Aceh, Bangsa Asia Tenggara Pertama yang Mengunjungi Benua Eropa
Ilustrasi Utusan Kesultanan Aceh Ke Belanda |
salah satu kerajaan Asia yang dihubungi para musafir niaga Belanda di Asia-Tanggara adalah Aceh, yang terletak di paling utara ujung Sumatera.

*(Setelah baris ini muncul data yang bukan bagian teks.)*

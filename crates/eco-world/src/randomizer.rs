//! Random sources threaded through the engine.

use rand::{Rng, SeedableRng};
use rand_chacha::ChaCha8Rng;
#[cfg(any(test, feature = "test-util"))]
use std::collections::VecDeque;

/// The draws the engine needs. Every random decision goes through one of these.
pub trait RandomSource {
    /// Uniform draw in `[0, 1)`
    fn next_f64(&mut self) -> f64;
    /// Uniform draw in `[0, bound)`; `bound` is non-zero
    fn next_below(&mut self, bound: u32) -> u32;
    /// Fair coin
    fn next_bool(&mut self) -> bool;
}

/// Seeded generator used for real runs
#[derive(Debug, Clone)]
pub struct Randomizer {
    seed: u64,
    rng: ChaCha8Rng,
}

impl Randomizer {
    pub fn new(seed: u64) -> Self {
        Self {
            seed,
            rng: ChaCha8Rng::seed_from_u64(seed),
        }
    }

    pub fn seed(&self) -> u64 {
        self.seed
    }

    /// Restart the sequence from the original seed
    pub fn reset(&mut self) {
        self.rng = ChaCha8Rng::seed_from_u64(self.seed);
    }
}

impl RandomSource for Randomizer {
    fn next_f64(&mut self) -> f64 {
        self.rng.gen::<f64>()
    }

    fn next_below(&mut self, bound: u32) -> u32 {
        self.rng.gen_range(0..bound)
    }

    fn next_bool(&mut self) -> bool {
        self.rng.gen::<bool>()
    }
}

/// Replays queued draws; once a queue runs dry it falls back to a fixed value.
///
/// Fallbacks: `0.99` for floats (above every breeding probability), `0` for
/// bounded integers and `false` for coins.
#[cfg(any(test, feature = "test-util"))]
#[derive(Debug, Clone, Default)]
pub struct ScriptedRandom {
    floats: VecDeque<f64>,
    ints: VecDeque<u32>,
    bools: VecDeque<bool>,
}

#[cfg(any(test, feature = "test-util"))]
impl ScriptedRandom {
    pub fn new() -> Self {
        Self::default()
    }

    pub fn with_floats(mut self, draws: impl IntoIterator<Item = f64>) -> Self {
        self.floats.extend(draws);
        self
    }

    pub fn with_ints(mut self, draws: impl IntoIterator<Item = u32>) -> Self {
        self.ints.extend(draws);
        self
    }

    pub fn with_bools(mut self, draws: impl IntoIterator<Item = bool>) -> Self {
        self.bools.extend(draws);
        self
    }
}

#[cfg(any(test, feature = "test-util"))]
impl RandomSource for ScriptedRandom {
    fn next_f64(&mut self) -> f64 {
        self.floats.pop_front().unwrap_or(0.99)
    }

    fn next_below(&mut self, bound: u32) -> u32 {
        self.ints.pop_front().unwrap_or(0).min(bound.saturating_sub(1))
    }

    fn next_bool(&mut self) -> bool {
        self.bools.pop_front().unwrap_or(false)
    }
}

#[cfg(test)]
mod tests {
    use super::*;

    #[test]
    fn test_same_seed_same_sequence() {
        let mut a = Randomizer::new(42);
        let mut b = Randomizer::new(42);
        for _ in 0..100 {
            assert_eq!(a.next_f64(), b.next_f64());
            assert_eq!(a.next_below(8), b.next_below(8));
            assert_eq!(a.next_bool(), b.next_bool());
        }
    }

    #[test]
    fn test_reset_replays() {
        let mut rng = Randomizer::new(7);
        let first: Vec<u32> = (0..10).map(|_| rng.next_below(100)).collect();
        rng.reset();
        let second: Vec<u32> = (0..10).map(|_| rng.next_below(100)).collect();
        assert_eq!(first, second);
        assert_eq!(rng.seed(), 7);
    }

    #[test]
    fn test_draw_ranges() {
        let mut rng = Randomizer::new(3);
        for _ in 0..1000 {
            let f = rng.next_f64();
            assert!((0.0..1.0).contains(&f));
            assert!(rng.next_below(4) < 4);
        }
    }

    #[test]
    fn test_scripted_consumes_queues_in_order() {
        let mut rng = ScriptedRandom::new()
            .with_floats([0.25, 0.5])
            .with_ints([1, 2]);
        assert_eq!(rng.next_f64(), 0.25);
        assert_eq!(rng.next_below(4), 1);
        assert_eq!(rng.next_f64(), 0.5);
        assert_eq!(rng.next_below(4), 2);
    }

    #[test]
    fn test_scripted_fallbacks() {
        let mut rng = ScriptedRandom::new()
            .with_floats([0.0])
            .with_ints([5])
            .with_bools([true]);
        assert_eq!(rng.next_f64(), 0.0);
        assert_eq!(rng.next_f64(), 0.99);
        // clamped to the bound
        assert_eq!(rng.next_below(3), 2);
        assert_eq!(rng.next_below(3), 0);
        assert!(rng.next_bool());
        assert!(!rng.next_bool());
    }
}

Aceh adalah kerajaan Islam yang pada masa itu sudah memiliki hubungan dagang dengan India, Persia dan Turki. pada tahap awal hubungan antara Kesultanan Aceh dan Belanda banyak menghasilkan keuntungan. karena waktu itu kedatangan mereka disambut baik oleh Sultan Aceh. lagi pula untuk melindungi posisinya dikawasan itu dari Portugis, yang menjadi pesaingnya dan sering menghasut orang Aceh untuk untuk melawan Belanda.
Baca Juga :
sementara bagi kerajaan-kerajaan asia tenggara khususnya, negeri Belanda tak lebih dari satu faktor tambahan dalam politik Internasional masa itu, yang mungkin saja di manfaatkan sebagai sekutu dalam perjuangan melawan orang Portugis atau pesaing lainnya baik didalam waupun di luar negeri.
JAn de Vries pada majalah Eigen Haard (1896), antara lain menulis : "itulah perang Persaingan yang terjadi di Negeri Lada, dan orang Portugis berusaha sekuat tenaga mengusir pelaut-pelaut kita dan menggambarkannya pada para sultan dan raja Timur sebagai yang berbahaya dan tidak bisa dipercaya (...)". dan demikianlah para Pelaut perusahan-perusahaan dagang Belanda itu, pada awal petualangannya yang mengagumkan itu, oleh sultan Aceh misalnya mereka (Belanda) dikenal sebagai Bangsa perompak yang ditakuti, sebagai orang-orang yang tidak memiliki tanah air dan hidup diatas kapal mengembara dari pantai-kepantai dan dimana-mana mencari tempat untuk bermukin dan menjarah. sementara diluar orang Portugis dan Spanyol, katanya tidak ada orang kulit putih lainnya di Eropa".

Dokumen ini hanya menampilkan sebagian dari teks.